Your schemes definitions consist of elements from ru.tinkoff.tschema.syntax._ and maybe custom directives

def api = get |> operation('hello) |> capture[String]('name) |> $$[String]

This may be read as a sequence:

  1. check HTTP method is GET
  2. check path prefix is “hello” and mark the following definition as part of hello operation
  3. capture segment of uri path as name parameter
  4. return String

Your definition could have some branching, a common prefix will be applied as the prefix of all branches. Branching is done with the <> operator:

  def api =
    get |> prefix('greeting) |> capture[String]('name) |> ((
      operation('hello) |> $$[String]
    ) <> (
      operation('aloha) |> queryParam[Int]('age) |> $$[String]
    ))

Note that now you must implement aloha method in your handler or compile error will be raised in the MkRoute application

DSL

All definition elements are functions with almost no implementation, returning types from the ru.tinkoff.tschema.typeDSL._ package, or created by yourself.
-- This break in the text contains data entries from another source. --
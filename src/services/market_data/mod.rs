pub mod loader;
pub mod screener;
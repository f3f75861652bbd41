pub mod growth;
pub mod xirr;

pub use growth::{cagr, lumpsum_projection, sip_projection, Projection};
pub use xirr::xirr;
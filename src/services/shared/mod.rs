pub mod clock;
pub mod constants;
pub mod env;
pub mod logger;
pub mod util;
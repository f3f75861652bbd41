use std::{io::Read, str::FromStr};

use anyhow::{anyhow, Context};
use chrono::NaiveDate;
use csv::ReaderBuilder;
use serde::Deserialize;

use crate::models::cash_flow::CashFlow;

#[derive(Debug, Deserialize)]
struct CashFlowRecord {
    date: String,
    amount: String,
}

pub fn parse_date(input: &str) -> anyhow::Result<NaiveDate> {
    NaiveDate::from_str(input.trim())
        .with_context(|| format!("'{}' is not a date in YYYY-MM-DD form", input.trim()))
}

fn parse_amount(input: &str) -> anyhow::Result<f64> {
    let cleaned: String = input.trim().chars().filter(|c| *c != ',').collect();
    let amount = cleaned
        .parse::<f64>()
        .with_context(|| format!("'{}' is not an amount", input.trim()))?;
    if !amount.is_finite() {
        return Err(anyhow!("'{}' is not a finite amount", input.trim()));
    }
    Ok(amount)
}

/// Parses `DATE:AMOUNT`, e.g. `2024-01-01:-10000`.
pub fn parse_cash_flow_arg(input: &str) -> anyhow::Result<CashFlow> {
    let (date, amount) = input
        .split_once(':')
        .ok_or_else(|| anyhow!("Expected DATE:AMOUNT, got '{}'", input))?;
    Ok(CashFlow::new(parse_date(date)?, parse_amount(amount)?))
}

/// Reads a `date,amount` CSV with a header row.
pub fn read_cash_flows_csv<R: Read>(reader: R) -> anyhow::Result<Vec<CashFlow>> {
    let mut rdr = ReaderBuilder::new().trim(csv::Trim::All).from_reader(reader);

    let mut cash_flows = vec![];
    for (line, record) in rdr.deserialize::<CashFlowRecord>().enumerate() {
        // header is line 1
        let record = record.with_context(|| format!("Invalid cash flow on line {}", line + 2))?;
        cash_flows.push(CashFlow::new(
            parse_date(&record.date)?,
            parse_amount(&record.amount)?,
        ));
    }
    Ok(cash_flows)
}

#[cfg(test)]
mod tests {
    use super::*;

    #[test]
    fn flow_argument_accepts_negative_amounts() {
        let flow = parse_cash_flow_arg("2024-01-01:-10,000").unwrap();
        assert_eq!(flow.date, NaiveDate::from_ymd_opt(2024, 1, 1).unwrap());
        assert_eq!(flow.amount, -10_000.0);
    }

    #[test]
    fn malformed_flow_arguments_are_rejected() {
        assert!(parse_cash_flow_arg("2024-01-01").is_err());
        assert!(parse_cash_flow_arg("01/01/2024:100").is_err());
        assert!(parse_cash_flow_arg("2024-01-01:lots").is_err());
        assert!(parse_cash_flow_arg("2024-01-01:inf").is_err());
    }

    #[test]
    fn csv_with_header_is_read_in_order() {
        let csv = "date,amount\n2024-01-01, -5000\n2024-07-01,-5000\n2025-01-01,11000\n";
        let flows = read_cash_flows_csv(csv.as_bytes()).unwrap();

        assert_eq!(flows.len(), 3);
        assert_eq!(flows[2].amount, 11_000.0);
        assert_eq!(flows[1].date, NaiveDate::from_ymd_opt(2024, 7, 1).unwrap());
    }

    #[test]
    fn csv_error_names_the_line() {
        let csv = "date,amount\n2024-01-01,-5000\n2024-07-01\n";
        let err = read_cash_flows_csv(csv.as_bytes()).unwrap_err();
        assert!(format!("{:#}", err).contains("line 3"), "{err:#}");
    }
}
Those types are the definition.

All interpreters just traversing the tree type and building construction using information from types only

Type tree will consist of type constructors, subtypes of DSlAtom at it branches, and DSLRes at leafs. Each DSLAtom describes single step like parameter matching, filter or anything you’d like to do inside

Akka http route.

When you are ready to build your source, you now can execute route building. MkRoute(api)(handler) will take the type of api parameter and create corresponding tree. using directive definitions given by implicit instances of:

  • trait Serve.Aux[T, In]{type Out} where:
    • T - your DSLAtom or DSLRes
    • In - input parameters collected by preceding Serve instances and tagged by names
    • Out - parameters, that will be provided for subtree
  • trait RoutableIn[In, Res, Out] where:
    • In - your DSLDef
    • Res - result type, returned by corresponding method in handler
    • Out - result type, defined in the API definition

You generally will need following instances:

  • ToResponseMarshaller for returning type of your method
  • FromEntityUnmarshaller for type, used in your body directive
  • FromParam for any type in parameter directives like queryParam

Swagger

When you need to create OpenApi 3.0 object, you can just apply MkSwagger(api)(())

This will create SwaggerBuilder object. These builders could be concatenated with ++ to collect definitions from several modules To successfully run you’ll need following implicits:

  • SwaggerTypeable for any mentioned type
  • SwaggerMapper for any custom directive

When you final SwaggerBuilder is ready, apply it’s make method supplying some top-level info, this will create OpenApi object that has the circe Encoder instance, which you can serve any way you want.